5. In separate bowls place the flour, whisked eggs and Japanese panko bread crumbs. By all means use ordinary breadcrumbs but you will find that panko have a coarser texture to ordinary breadcrumbs, which give a certain edge to this dish. They are also more delicate and absorb less oil than western breadcrumbs. They can be found at Asian supermarkets, although I managed to get mine on line at Amazon.
6. Flatten the chicken slightly using a rolling pin so that it is of even thickness and hence will cook evenly in the oil. Then place the chicken breast in the flour and coat both sides, then move it to the egg bowl and do the same procedure and then move on to the panko breadcrumbs. I like to have a good coating of breadcrumbs so I repeated this last procedure – egg -breadcrumbs-egg-breadcrumbs.
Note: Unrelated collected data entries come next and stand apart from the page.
#[cfg(test)]
mod tests {
    use super::*;
    use crate::adapter::SourceProtocol;
    use crate::config::SettingsPatch;
    use crate::store::{BatchPatch, BatchStatus};
    use chrono::Duration as ChronoDuration;

    struct Rig {
        db: Arc<Database>,
        config: Arc<ConfigStore>,
        manager: IngestManager,
    }

    async fn rig() -> Rig {
        let db = Arc::new(Database::open_in_memory().await.unwrap());
        let config = Arc::new(ConfigStore::load(db.clone()).await.unwrap());
        let pipeline = Arc::new(ProcessorPool::new(db.clone()));
        let hub = Arc::new(BroadcastHub::new());
        let manager = IngestManager::new(db.clone(), pipeline, hub, config.clone());
        Rig { db, config, manager }
    }

    fn tilt_reading(at: DateTime<Utc>) -> NormalizedReading {
        NormalizedReading {
            device_id: "tilt-blue".to_string(),
            kind: DeviceKind::Tilt,
            gravity_sg: Some(1.0452),
            temperature_c: Some(20.1),
            rssi: Some(-60),
            battery_percent: None,
            prefiltered_gravity: false,
            raw_blob: "test".to_string(),
            source: SourceProtocol::Ble,
            observed_at: at,
        }
    }

    async fn pair(rig: &Rig, device_id: &str) {
        // First contact auto-creates the device; then the admin pairs it.
        rig.db
            .upsert_device(device_id, "tilt", "SG", "F", Utc::now())
            .await
            .unwrap();
        rig.db
            .update_device(device_id, None, Some(true), None, None)
            .await
            .unwrap();
    }

    #[tokio::test]
    async fn test_unpaired_device_gated_but_discoverable() {
        let rig = rig().await;
        let outcome = rig.manager.ingest(tilt_reading(Utc::now())).await.unwrap();
        assert_eq!(outcome, IngestOutcome::DeviceUnpaired);

        // The device row exists, unpaired, with last_seen set; no reading.
        let device = rig.db.get_device("tilt-blue").await.unwrap().unwrap();
        assert!(!device.paired);
        assert!(device.last_seen.is_some());
        assert!(rig.db.latest_reading("tilt-blue").await.unwrap().is_none());
    }

    #[tokio::test]
    async fn test_pairing_unlocks_persistence() {
        let rig = rig().await;
        rig.manager.ingest(tilt_reading(Utc::now())).await.unwrap();
        pair(&rig, "tilt-blue").await;

        let outcome = rig
            .manager
            .ingest(tilt_reading(Utc::now() + ChronoDuration::seconds(30)))
            .await
            .unwrap();
        assert!(matches!(outcome, IngestOutcome::Accepted { .. }));
        let reading = rig.db.latest_reading("tilt-blue").await.unwrap().unwrap();
        assert_eq!(reading.gravity_raw, Some(1.0452));
        assert_eq!(reading.status, ReadingStatus::Uncalibrated);
    }

    #[tokio::test]
    async fn test_pairing_gate_can_be_disabled() {
        let rig = rig().await;
        rig.config
            .update(&SettingsPatch {
                pairing_required: Some(false),
                ..Default::default()
            })
            .await
            .unwrap();
        let outcome = rig.manager.ingest(tilt_reading(Utc::now())).await.unwrap();
        assert!(matches!(outcome, IngestOutcome::Accepted { .. }));
    }

    #[tokio::test]
    async fn test_throttle_drops_rebroadcast() {
        let rig = rig().await;
        pair(&rig, "tilt-blue").await;
        let t0 = Utc::now();

        let first = rig.manager.ingest(tilt_reading(t0)).await.unwrap();
        assert!(matches!(first, IngestOutcome::Accepted { .. }));

        // Three seconds later with Δ_min = 10: throttled, no new row.
        let second = rig
            .manager
            .ingest(tilt_reading(t0 + ChronoDuration::seconds(3)))
            .await
            .unwrap();
        assert_eq!(second, IngestOutcome::Throttled);

        let third = rig
            .manager
            .ingest(tilt_reading(t0 + ChronoDuration::seconds(10)))
            .await
            .unwrap();
        assert!(matches!(third, IngestOutcome::Accepted { .. }));
    }

    #[tokio::test]
    async fn test_throttle_survives_restart() {
        let rig = rig().await;
        pair(&rig, "tilt-blue").await;
        let t0 = Utc::now();
        rig.manager.ingest(tilt_reading(t0)).await.unwrap();

        // A fresh manager over the same store: the throttle warm-starts
        // from the persisted reading, so the re-broadcast is still dropped.
        let pipeline = Arc::new(ProcessorPool::new(rig.db.clone()));
        let hub = Arc::new(BroadcastHub::new());
        let fresh = IngestManager::new(
            rig.db.clone(),
            pipeline,
            hub,
            rig.config.clone(),
        );
        let outcome = fresh
            .ingest(tilt_reading(t0 + ChronoDuration::seconds(3)))
            .await
            .unwrap();
        assert_eq!(outcome, IngestOutcome::Throttled);
    }

    #[tokio::test]
    async fn test_rssi_floor_is_exclusive() {
        let rig = rig().await;
        pair(&rig, "tilt-blue").await;
        rig.config
            .update(&SettingsPatch {
                min_rssi: Some(-70),
                ..Default::default()
            })
            .await
            .unwrap();
        let t0 = Utc::now();

        // Exactly at the floor: accepted.
        let mut at_floor = tilt_reading(t0);
        at_floor.rssi = Some(-70);
        assert!(matches!(
            rig.manager.ingest(at_floor).await.unwrap(),
            IngestOutcome::Accepted { .. }
        ));

        // One below: rejected.
        let mut below = tilt_reading(t0 + ChronoDuration::seconds(30));
        below.rssi = Some(-71);
        assert_eq!(
            rig.manager.ingest(below).await.unwrap(),
            IngestOutcome::Rejected {
                reason: RejectReason::WeakSignal
            }
        );
    }

    #[tokio::test]
    async fn test_out_of_range_persisted_as_invalid() {
        let rig = rig().await;
        pair(&rig, "tilt-blue").await;
        let mut reading = tilt_reading(Utc::now());
        reading.gravity_sg = Some(1.4);

        let outcome = rig.manager.ingest(reading).await.unwrap();
        assert!(matches!(outcome, IngestOutcome::Accepted { .. }));
        let row = rig.db.latest_reading("tilt-blue").await.unwrap().unwrap();
        assert_eq!(row.status, ReadingStatus::Invalid);
        // Excluded from the pipeline: no filtered values, zero confidence.
        assert_eq!(row.gravity_filtered, None);
        assert_eq!(row.confidence, 0.0);
    }

    #[tokio::test]
    async fn test_incomplete_without_curve_promotes_to_uncalibrated() {
        let rig = rig().await;
        pair(&rig, "tilt-blue").await;
        let mut reading = tilt_reading(Utc::now());
        reading.temperature_c = None;

        // No curve for the present gravity channel: the missing
        // calibration wins over the missing channel.
        rig.manager.ingest(reading).await.unwrap();
        let row = rig.db.latest_reading("tilt-blue").await.unwrap().unwrap();
        assert_eq!(row.status, ReadingStatus::Uncalibrated);
        assert_eq!(row.temperature_raw, None);
    }

    #[tokio::test]
    async fn test_incomplete_when_present_channel_calibrated() {
        let rig = rig().await;
        pair(&rig, "tilt-blue").await;
        let gravity_curve = CalibrationCurve::Linear {
            points: vec![(1.000, 1.000), (1.100, 1.100)],
        };
        rig.db
            .set_calibration("tilt-blue", Some(Some(&gravity_curve.to_json())), None)
            .await
            .unwrap();

        let mut reading = tilt_reading(Utc::now());
        reading.temperature_c = None;

        // Every present quantity is calibrated; only the missing channel
        // remains to report.
        rig.manager.ingest(reading).await.unwrap();
        let row = rig.db.latest_reading("tilt-blue").await.unwrap().unwrap();
        assert_eq!(row.status, ReadingStatus::Incomplete);
        assert!((row.gravity_calibrated.unwrap() - 1.0452).abs() < 1e-9);
    }

    #[tokio::test]
    async fn test_calibration_applied_and_status_valid() {
        let rig = rig().await;
        pair(&rig, "tilt-blue").await;
        let gravity_curve = CalibrationCurve::Linear {
            points: vec![(1.000, 1.002), (1.100, 1.102)],
        };
        let temperature_curve = CalibrationCurve::Linear {
            points: vec![(0.0, 0.0), (100.0, 100.0)],
        };
        rig.db
            .set_calibration(
                "tilt-blue",
                Some(Some(&gravity_curve.to_json())),
                Some(Some(&temperature_curve.to_json())),
            )
            .await
            .unwrap();

        rig.manager.ingest(tilt_reading(Utc::now())).await.unwrap();
        let row = rig.db.latest_reading("tilt-blue").await.unwrap().unwrap();
        assert_eq!(row.status, ReadingStatus::Valid);
        assert!((row.gravity_calibrated.unwrap() - 1.0472).abs() < 1e-9);
        assert!((row.temperature_calibrated.unwrap() - 20.1).abs() < 1e-9);
    }

    #[tokio::test]
    async fn test_batch_linkage_at_ingest() {
        let rig = rig().await;
        pair(&rig, "tilt-blue").await;
        let batch = rig.db.create_batch(Some("tilt-blue"), None, 1).await.unwrap();
        rig.db
            .update_batch(
                batch.id,
                &BatchPatch {
                    status: Some(BatchStatus::Fermenting),
                    ..Default::default()
                },
            )
            .await
            .unwrap();

        rig.manager.ingest(tilt_reading(Utc::now())).await.unwrap();
        let row = rig.db.latest_reading("tilt-blue").await.unwrap().unwrap();
        assert_eq!(row.batch_id, Some(batch.id));
    }

    #[tokio::test]
    async fn test_ids_follow_observation_order() {
        let rig = rig().await;
        pair(&rig, "tilt-blue").await;
        let t0 = Utc::now();
        let mut ids = Vec::new();
        for i in 0..5 {
            let outcome = rig
                .manager
                .ingest(tilt_reading(t0 + ChronoDuration::seconds(15 * i)))
                .await
                .unwrap();
            if let IngestOutcome::Accepted { reading_id } = outcome {
                ids.push(reading_id);
            }
        }
        assert_eq!(ids.len(), 5);
        assert!(ids.windows(2).all(|w| w[0] < w[1]));
    }
}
7. Warm a deep pan or wok with oil and so that it become very hot. Sprinkle a few panko breadcumbs into the pan and if they sizzle the oil is hot enough. Then gently place the breaded chicken into the oil moving it gently in the oil. Cook for up to three minutes and then turn over and repeat so that the chicken is thoroughly cooked through. Then take out and place on some kitchen roll. At this stage it is good to make some some incisions into the chicken to make sure it is properly cooked through. If need be you will have to place in the oil a little longer, but be careful not to over cook.
8. Repeat the procedure with all four chicken breasts and place on a warm plate in a low oven whilst you are preparing the next chicken breast.
9. Evenly slice the chicken and pour the warm sauce on top with some Japanese sticky rice on the side. Red-dyed pickled daikon and shredded cabbage are also eaten with this dish, although I did not manage to source them this time.